[Stored data]
☆ ☆ ☆ ☆ ☆ ☆ ☆

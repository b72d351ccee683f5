//! API error type and [`axum::response::IntoResponse`] implementation.

use axum::{
  Json,
  extract::rejection::JsonRejection,
  http::StatusCode,
  response::{IntoResponse, Response},
};
use gradebook_core::ErrorKind;
use serde_json::json;
use thiserror::Error;

/// An error returned by an API handler.
#[derive(Debug, Error)]
pub enum ApiError {
  #[error(transparent)]
  Core(#[from] gradebook_core::Error),

  #[error("missing or invalid bearer token")]
  Unauthorized,

  #[error("forbidden: {0}")]
  Forbidden(String),

  #[error("bad request: {0}")]
  BadRequest(String),

  #[error("internal error: {0}")]
  Internal(String),
}

impl From<JsonRejection> for ApiError {
  fn from(rejection: JsonRejection) -> Self { ApiError::BadRequest(rejection.body_text()) }
}

impl ApiError {
  pub fn status(&self) -> StatusCode {
    match self {
      ApiError::Core(e) => {
        StatusCode::from_u16(e.status_code()).unwrap_or(StatusCode::INTERNAL_SERVER_ERROR)
      }
      ApiError::Unauthorized => StatusCode::UNAUTHORIZED,
      ApiError::Forbidden(_) => StatusCode::FORBIDDEN,
      ApiError::BadRequest(_) => StatusCode::BAD_REQUEST,
      ApiError::Internal(_) => StatusCode::INTERNAL_SERVER_ERROR,
    }
  }
}

impl IntoResponse for ApiError {
  fn into_response(self) -> Response {
    let status = self.status();
    let message = match &self {
      ApiError::Core(e) if e.kind() == ErrorKind::Internal => {
        tracing::error!(error = %e, "internal error while handling request");
        "internal server error".to_string()
      }
      ApiError::Internal(m) => {
        tracing::error!(error = %m, "internal error while handling request");
        "internal server error".to_string()
      }
      other => other.to_string(),
    };
    (status, Json(json!({ "error": message }))).into_response()
  }
}

#[cfg(test)]
mod tests {
  use uuid::Uuid;

  use super::*;

  #[test]
  fn core_errors_keep_their_status() {
    let id = Uuid::new_v4();
    let cases = [
      (gradebook_core::Error::CourseNotFound(id), StatusCode::NOT_FOUND),
      (gradebook_core::Error::TermAlreadyClosed(id), StatusCode::CONFLICT),
      (gradebook_core::Error::NoEvaluations(id), StatusCode::PRECONDITION_FAILED),
      (gradebook_core::Error::InvalidCredentials, StatusCode::UNAUTHORIZED),
      (gradebook_core::Error::DeadlineExceeded, StatusCode::SERVICE_UNAVAILABLE),
    ];
    for (err, status) in cases {
      assert_eq!(ApiError::from(err).into_response().status(), status);
    }
  }

  #[tokio::test]
  async fn store_failures_are_not_leaked() {
    let cause = std::io::Error::other("disk on fire");
    let err = ApiError::from(gradebook_core::Error::Store(Box::new(cause)));
    let resp = err.into_response();
    assert_eq!(resp.status(), StatusCode::INTERNAL_SERVER_ERROR);

    let bytes = axum::body::to_bytes(resp.into_body(), usize::MAX).await.unwrap();
    let text = String::from_utf8(bytes.to_vec()).unwrap();
    assert!(!text.contains("disk on fire"));
    assert!(text.contains("internal server error"));
  }
}
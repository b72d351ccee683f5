//! Handlers for evaluations and the grades recorded against them.

use axum::{
  Json,
  extract::{Path, State, rejection::JsonRejection},
  http::StatusCode,
  response::IntoResponse,
};
use gradebook_core::{
  evaluation::{Evaluation, Grade, NewEvaluation, NewGrade},
  store::RosterStore,
};
use uuid::Uuid;

use crate::{AppState, auth::AuthProfessor, courses::owned_course, error::ApiError};

/// `GET /courses/{id}/evaluations`
pub async fn list<S>(
  State(state): State<AppState<S>>,
  AuthProfessor(me): AuthProfessor,
  Path(id): Path<Uuid>,
) -> Result<Json<Vec<Evaluation>>, ApiError>
where
  S: RosterStore + 'static,
{
  owned_course(&state, me, id).await?;
  Ok(Json(state.within(state.book().evaluations(id)).await?))
}

/// `POST /courses/{id}/evaluations`: body: name, kind (`exam` |
/// `assignment`), date, weight.
pub async fn create<S>(
  State(state): State<AppState<S>>,
  AuthProfessor(me): AuthProfessor,
  Path(id): Path<Uuid>,
  payload: Result<Json<NewEvaluation>, JsonRejection>,
) -> Result<impl IntoResponse, ApiError>
where
  S: RosterStore + 'static,
{
  let Json(body) = payload?;
  owned_course(&state, me, id).await?;
  let evaluation = state.within(state.book().add_evaluation(id, body)).await?;
  Ok((StatusCode::CREATED, Json(evaluation)))
}

/// `GET /courses/{id}/evaluations/{evaluation_id}/grades`
pub async fn list_grades<S>(
  State(state): State<AppState<S>>,
  AuthProfessor(me): AuthProfessor,
  Path((id, evaluation_id)): Path<(Uuid, Uuid)>,
) -> Result<Json<Vec<Grade>>, ApiError>
where
  S: RosterStore + 'static,
{
  owned_course(&state, me, id).await?;
  Ok(Json(state.within(state.book().grades(id, evaluation_id)).await?))
}

/// `POST /courses/{id}/evaluations/{evaluation_id}/grades`: body: an array
/// of `{"student_id":"..","score":7.5}`. Existing scores are replaced.
pub async fn record_grades<S>(
  State(state): State<AppState<S>>,
  AuthProfessor(me): AuthProfessor,
  Path((id, evaluation_id)): Path<(Uuid, Uuid)>,
  payload: Result<Json<Vec<NewGrade>>, JsonRejection>,
) -> Result<impl IntoResponse, ApiError>
where
  S: RosterStore + 'static,
{
  let Json(grades) = payload?;
  owned_course(&state, me, id).await?;
  let recorded = state.within(state.book().record_grades(id, evaluation_id, grades)).await?;
  Ok((StatusCode::CREATED, Json(recorded)))
}
//! Error type for `gradebook-store-sqlite`.

use thiserror::Error;

#[derive(Debug, Error)]
pub enum Error {
  /// A domain rejection raised while a transaction was running.
  #[error(transparent)]
  Core(#[from] gradebook_core::Error),

  #[error("database error: {0}")]
  Database(#[from] tokio_rusqlite::Error),

  #[error("sqlite error: {0}")]
  Sqlite(#[from] rusqlite::Error),

  #[error("uuid parse error: {0}")]
  Uuid(#[from] uuid::Error),

  #[error("date/time parse error: {0}")]
  DateParse(String),

  #[error("unexpected column value: {0}")]
  Decode(String),
}

pub type Result<T, E = Error> = std::result::Result<T, E>;

impl From<Error> for gradebook_core::Error {
  fn from(err: Error) -> Self {
    match err {
      Error::Core(core) => core,
      other => gradebook_core::Error::Store(Box::new(other)),
    }
  }
}
//! gradebook server binary.
//!
//! Reads `config.toml` (or the path specified with `--config`) overlaid by
//! `GRADEBOOK_*` environment variables, opens the SQLite store, and serves the
//! JSON API over HTTP until interrupted.
//!
//! ```toml
//! host = "0.0.0.0"
//! port = 3333
//! store_path = "~/.local/share/gradebook/gradebook.sqlite3"
//! jwt_secret = "change-me"
//! ```

use std::{
  path::{Path, PathBuf},
  sync::Arc,
};

use anyhow::Context as _;
use clap::Parser;
use gradebook_api::{AppState, ServerConfig};
use gradebook_store_sqlite::SqliteStore;
use tokio::net::TcpListener;
use tracing::level_filters::LevelFilter;
use tracing_subscriber::EnvFilter;

#[derive(Parser)]
#[command(author, version, about = "Academic gradebook server")]
struct Cli {
  /// Path to the TOML configuration file.
  #[arg(short, long, default_value = "config.toml")]
  config: PathBuf,
}

#[tokio::main]
async fn main() -> anyhow::Result<()> {
  tracing_subscriber::fmt()
    .with_env_filter(
      EnvFilter::builder()
        .with_default_directive(LevelFilter::INFO.into())
        .from_env_lossy(),
    )
    .init();

  let cli = Cli::parse();

  let settings = config::Config::builder()
    .add_source(config::File::from(cli.config).required(false))
    .add_source(config::Environment::with_prefix("GRADEBOOK").try_parsing(true))
    .build()
    .context("failed to read configuration")?;

  let server_cfg: ServerConfig = settings
    .try_deserialize()
    .context("failed to deserialise ServerConfig (is jwt_secret set?)")?;

  let store_path = expand_tilde(&server_cfg.store_path);
  if let Some(parent) = store_path.parent().filter(|p| !p.as_os_str().is_empty()) {
    std::fs::create_dir_all(parent)
      .with_context(|| format!("failed to create {parent:?}"))?;
  }

  let store = SqliteStore::open(&store_path)
    .await
    .with_context(|| format!("failed to open store at {store_path:?}"))?;
  tracing::info!(path = ?store_path, "store opened");

  let address = format!("{}:{}", server_cfg.host, server_cfg.port);
  let app = gradebook_api::router(AppState::new(Arc::new(store), server_cfg));

  tracing::info!("Listening on http://{address}");
  let listener = TcpListener::bind(&address)
    .await
    .with_context(|| format!("failed to bind {address}"))?;

  axum::serve(listener, app)
    .with_graceful_shutdown(shutdown_signal())
    .await
    .context("server error")?;

  tracing::info!("server stopped");
  Ok(())
}

async fn shutdown_signal() {
  if let Err(e) = tokio::signal::ctrl_c().await {
    tracing::error!(error = %e, "failed to listen for ctrl-c");
    std::future::pending::<()>().await;
  }
  tracing::info!("shutdown requested");
}

/// Expand a leading `~` to the user's home directory.
fn expand_tilde(path: &Path) -> PathBuf {
  let s = path.to_string_lossy();
  if let Some(rest) = s.strip_prefix("~/")
    && let Ok(home) = std::env::var("HOME")
  {
    return PathBuf::from(home).join(rest);
  }
  path.to_path_buf()
}

#[cfg(test)]
mod tests {
  use super::*;

  #[test]
  fn relative_paths_are_untouched() {
    assert_eq!(expand_tilde(Path::new("gradebook.sqlite3")), PathBuf::from("gradebook.sqlite3"));
  }

  #[test]
  fn defaults_fill_everything_but_the_secret() {
    let settings = config::Config::builder()
      .set_override("jwt_secret", "s3cret")
      .unwrap()
      .build()
      .unwrap();
    let cfg: ServerConfig = settings.try_deserialize().unwrap();
    assert_eq!(cfg.port, 3333);
    assert_eq!(cfg.host, "127.0.0.1");
    assert_eq!(cfg.token_ttl_hours, 24);
    assert_eq!(cfg.request_timeout_secs, 10);

    let missing = config::Config::builder().build().unwrap();
    assert!(missing.try_deserialize::<ServerConfig>().is_err());
  }
}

☆ ☆ ☆ ☆ ☆ ☆ ☆

### [About this exercise]
Give only a number: how many lines of the data hold the string "ServerConfig"?

### [Output]
5